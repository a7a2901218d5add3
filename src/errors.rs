use actix_web::{HttpResponse, ResponseError, http::StatusCode};
use std::fmt;

use crate::responses::ApiErrorResponse;

#[derive(Debug)]
pub enum AppError {
    Db(sqlx::Error),
    Http(reqwest::Error),
    Json(serde_json::Error),
    Hash(String),
    Session(String),
    Unauthorized,
    InvalidCredentials,
    PendingApproval,
    PermissionDenied(String),
    NotFound,
    Validation(Vec<String>),
    Conflict(String),
    Upstream(String),
    UndoExpired(i64),
    RateLimited,
}

impl AppError {
    /// Map a failed write: unique violations become `Conflict(message)`, the rest stay `Db`.
    pub fn from_write(e: sqlx::Error, conflict_message: impl Into<String>) -> Self {
        let unique = e
            .as_database_error()
            .map(|db| db.is_unique_violation())
            .unwrap_or(false);
        if unique {
            AppError::Conflict(conflict_message.into())
        } else {
            AppError::Db(e)
        }
    }

    pub fn validation(message: impl Into<String>) -> Self {
        AppError::Validation(vec![message.into()])
    }

    fn is_internal(&self) -> bool {
        matches!(
            self,
            AppError::Db(_) | AppError::Http(_) | AppError::Json(_) | AppError::Hash(_) | AppError::Session(_)
        )
    }
}

impl fmt::Display for AppError {
    fn fmt(&self, f: &mut fmt::Formatter<'_>) -> fmt::Result {
        match self {
            AppError::Db(e) => write!(f, "Database error: {e}"),
            AppError::Http(e) => write!(f, "HTTP client error: {e}"),
            AppError::Json(e) => write!(f, "JSON error: {e}"),
            AppError::Hash(e) => write!(f, "Hash error: {e}"),
            AppError::Session(e) => write!(f, "Session error: {e}"),
            AppError::Unauthorized => write!(f, "Not logged in"),
            AppError::InvalidCredentials => write!(f, "Email ou senha inválidos"),
            AppError::PendingApproval => write!(f, "Account awaiting administrator approval"),
            AppError::PermissionDenied(what) => write!(f, "Permission denied: {what}"),
            AppError::NotFound => write!(f, "Not found"),
            AppError::Validation(errors) => write!(f, "Validation failed: {}", errors.join("; ")),
            AppError::Conflict(msg) => write!(f, "{msg}"),
            AppError::Upstream(msg) => write!(f, "{msg}"),
            AppError::UndoExpired(minutes) => {
                write!(f, "O prazo de {minutes} minutos para desfazer esta importação expirou.")
            }
            AppError::RateLimited => write!(f, "Too many failed login attempts. Please try again later."),
        }
    }
}

impl ResponseError for AppError {
    fn status_code(&self) -> StatusCode {
        match self {
            AppError::Unauthorized | AppError::InvalidCredentials => StatusCode::UNAUTHORIZED,
            AppError::PendingApproval | AppError::PermissionDenied(_) | AppError::UndoExpired(_) => {
                StatusCode::FORBIDDEN
            }
            AppError::NotFound => StatusCode::NOT_FOUND,
            AppError::Validation(_) => StatusCode::BAD_REQUEST,
            AppError::Conflict(_) => StatusCode::CONFLICT,
            AppError::Upstream(_) => StatusCode::BAD_GATEWAY,
            AppError::RateLimited => StatusCode::TOO_MANY_REQUESTS,
            _ => StatusCode::INTERNAL_SERVER_ERROR,
        }
    }

    fn error_response(&self) -> HttpResponse {
        let body = if self.is_internal() {
            log::error!("{self}");
            ApiErrorResponse {
                error: "Internal Server Error".to_string(),
                details: None,
            }
        } else {
            let details = match self {
                AppError::Validation(errors) => Some(errors.join("; ")),
                _ => None,
            };
            ApiErrorResponse {
                error: self.to_string(),
                details,
            }
        };
        HttpResponse::build(self.status_code()).json(body)
    }
}

impl From<sqlx::Error> for AppError {
    fn from(e: sqlx::Error) -> Self {
        AppError::Db(e)
    }
}

impl From<reqwest::Error> for AppError {
    fn from(e: reqwest::Error) -> Self {
        AppError::Http(e)
    }
}

impl From<serde_json::Error> for AppError {
    fn from(e: serde_json::Error) -> Self {
        AppError::Json(e)
    }
}
use actix_session::Session;
use actix_web::{HttpRequest, HttpResponse, web};
use sqlx::PgPool;

use crate::audit::{self, OriginIp, actions};
use crate::auth::capabilities::Capability;
use crate::auth::session::{actor, require};
use crate::errors::AppError;
use crate::models::appointment::normalize::{normalize_outcome, normalize_text, prepare_new};
use crate::models::appointment::{self, Appointment, AppointmentFilter, AppointmentUpdate, NewAppointment};
use crate::responses::{ApiMessage, CreatedResponse, QuarantineResponse};
use crate::snapshot::AppointmentSnapshot;

fn duplicate_message(examinee: &str, date: &str) -> String {
    format!("O periciado \"{examinee}\" já está cadastrado para o dia {date}.")
}

/// GET /api/v1/appointments - filtered rows, stats and selector lists.
pub async fn list(
    session: Session,
    snapshot: web::Data<AppointmentSnapshot>,
    query: web::Query<AppointmentFilter>,
) -> Result<HttpResponse, AppError> {
    require(&session, Capability::View)?;
    Ok(HttpResponse::Ok().json(snapshot.filtered(&query)))
}

/// GET /api/v1/appointments/quarantine - rows that could not be normalized.
pub async fn quarantine(
    session: Session,
    snapshot: web::Data<AppointmentSnapshot>,
) -> Result<HttpResponse, AppError> {
    require(&session, Capability::Admin)?;
    Ok(HttpResponse::Ok().json(QuarantineResponse {
        items: snapshot.quarantine(),
    }))
}

pub async fn create(
    req: HttpRequest,
    pool: web::Data<PgPool>,
    session: Session,
    origin: web::Data<OriginIp>,
    snapshot: web::Data<AppointmentSnapshot>,
    body: web::Json<NewAppointment>,
) -> Result<HttpResponse, AppError> {
    let (_, email, _) = actor(&session, Capability::Edit)?;
    let new = prepare_new(&body).map_err(AppError::Validation)?;

    let id = appointment::create(&pool, &new)
        .await
        .map_err(|e| AppError::from_write(e, duplicate_message(&new.examinee, &new.date)))?;

    snapshot.insert(Appointment {
        id,
        date: new.date.clone(),
        expert: new.expert.clone(),
        specialty: new.specialty.clone(),
        examinee: new.examinee.clone(),
        outcome: String::new(),
        batch_id: None,
    });
    snapshot.spawn_refresh(pool.get_ref().clone());

    let details = format!("Periciado: {}, Data: {}, Perito: {}", new.examinee, new.date, new.expert);
    audit::record(&pool, &origin, &req, &email, actions::APPOINTMENT_CREATE, &details).await;

    Ok(HttpResponse::Created().json(CreatedResponse { id }))
}

/// PUT /api/v1/appointments/{id} - set the outcome and/or correct the examinee name.
pub async fn update(
    req: HttpRequest,
    pool: web::Data<PgPool>,
    session: Session,
    origin: web::Data<OriginIp>,
    snapshot: web::Data<AppointmentSnapshot>,
    path: web::Path<i64>,
    body: web::Json<AppointmentUpdate>,
) -> Result<HttpResponse, AppError> {
    let (_, email, _) = actor(&session, Capability::Edit)?;
    let id = path.into_inner();

    let outcome = match body.outcome.as_deref() {
        Some(raw) => Some(normalize_outcome(raw).map_err(|e| AppError::validation(e.to_string()))?),
        None => None,
    };
    let examinee = match body.examinee.as_deref() {
        Some(raw) if raw.trim().is_empty() => {
            return Err(AppError::validation("Periciado não pode ficar em branco"));
        }
        Some(raw) => Some(normalize_text(raw)),
        None => None,
    };
    if outcome.is_none() && examinee.is_none() {
        return Err(AppError::validation("Nada para atualizar"));
    }

    let before = snapshot.get(id);
    let conflict_date = before.as_ref().map(|a| a.date.clone()).unwrap_or_default();
    let conflict_name = examinee.clone().unwrap_or_default();

    let updated = appointment::update(&pool, id, outcome.as_deref(), examinee.as_deref())
        .await
        .map_err(|e| AppError::from_write(e, duplicate_message(&conflict_name, &conflict_date)))?;
    if !updated {
        return Err(AppError::NotFound);
    }

    snapshot.update(id, |a| {
        if let Some(o) = &outcome {
            a.outcome = o.clone();
        }
        if let Some(n) = &examinee {
            a.examinee = n.clone();
        }
    });
    snapshot.spawn_refresh(pool.get_ref().clone());

    let mut changes = vec![];
    if let Some(o) = &outcome {
        let old = before.as_ref().map(|a| a.outcome.as_str()).unwrap_or("?");
        changes.push(format!("status '{old}' -> '{o}'"));
    }
    if let Some(n) = &examinee {
        let old = before.as_ref().map(|a| a.examinee.as_str()).unwrap_or("?");
        changes.push(format!("periciado '{old}' -> '{n}'"));
    }
    let details = format!("Perícia {id}: {}", changes.join("; "));
    audit::record(&pool, &origin, &req, &email, actions::APPOINTMENT_EDIT, &details).await;

    Ok(HttpResponse::Ok().json(ApiMessage::new("Perícia atualizada")))
}

pub async fn delete(
    req: HttpRequest,
    pool: web::Data<PgPool>,
    session: Session,
    origin: web::Data<OriginIp>,
    snapshot: web::Data<AppointmentSnapshot>,
    path: web::Path<i64>,
) -> Result<HttpResponse, AppError> {
    let (_, email, _) = actor(&session, Capability::Admin)?;
    let id = path.into_inner();
    let before = snapshot.get(id);

    if !appointment::delete(&pool, id).await? {
        return Err(AppError::NotFound);
    }
    snapshot.remove(id);
    snapshot.spawn_refresh(pool.get_ref().clone());

    let details = match before {
        Some(a) => format!("Perícia {id}: {} em {}", a.examinee, a.date),
        None => format!("Perícia {id}"),
    };
    audit::record(&pool, &origin, &req, &email, actions::APPOINTMENT_DELETE, &details).await;

    Ok(HttpResponse::Ok().json(ApiMessage::new("Perícia excluída")))
}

——————————

__Task to carry out__: Each line above that contains the string "minutes" counts once; give the number of such lines and nothing more.

__Response to this exercise__: 2